Across all entries below, how many lines include "unwrap"? Answer with the number alone.

Dataset items:
+++
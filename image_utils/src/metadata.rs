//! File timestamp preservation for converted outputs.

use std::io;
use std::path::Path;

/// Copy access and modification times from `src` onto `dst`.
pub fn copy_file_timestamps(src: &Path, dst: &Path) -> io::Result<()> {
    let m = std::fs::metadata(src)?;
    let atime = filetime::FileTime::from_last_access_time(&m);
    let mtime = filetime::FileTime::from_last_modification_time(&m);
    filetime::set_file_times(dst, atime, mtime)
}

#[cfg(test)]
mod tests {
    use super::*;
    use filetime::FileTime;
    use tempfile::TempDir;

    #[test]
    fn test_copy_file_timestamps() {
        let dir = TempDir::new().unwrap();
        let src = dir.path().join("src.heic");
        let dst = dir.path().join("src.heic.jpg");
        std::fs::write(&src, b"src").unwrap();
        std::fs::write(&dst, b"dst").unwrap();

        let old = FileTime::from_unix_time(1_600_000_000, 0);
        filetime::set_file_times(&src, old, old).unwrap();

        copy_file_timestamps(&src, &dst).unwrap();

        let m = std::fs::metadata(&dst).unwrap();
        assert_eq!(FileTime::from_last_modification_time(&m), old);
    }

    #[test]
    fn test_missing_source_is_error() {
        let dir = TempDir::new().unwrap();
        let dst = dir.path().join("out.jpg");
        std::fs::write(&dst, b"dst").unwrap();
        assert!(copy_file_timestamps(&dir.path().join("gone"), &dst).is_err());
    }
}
+++
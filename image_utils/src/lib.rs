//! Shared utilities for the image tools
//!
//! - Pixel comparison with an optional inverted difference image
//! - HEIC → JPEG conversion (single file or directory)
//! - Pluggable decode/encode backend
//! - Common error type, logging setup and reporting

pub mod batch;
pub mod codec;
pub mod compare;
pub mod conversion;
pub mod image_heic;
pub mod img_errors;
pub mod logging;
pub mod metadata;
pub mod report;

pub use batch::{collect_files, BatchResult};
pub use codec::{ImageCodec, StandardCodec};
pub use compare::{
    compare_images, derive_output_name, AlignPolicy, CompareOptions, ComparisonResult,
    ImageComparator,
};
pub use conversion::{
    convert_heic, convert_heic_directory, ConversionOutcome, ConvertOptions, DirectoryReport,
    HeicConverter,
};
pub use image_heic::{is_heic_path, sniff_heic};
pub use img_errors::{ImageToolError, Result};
+++
*Reply to the exercise*. 8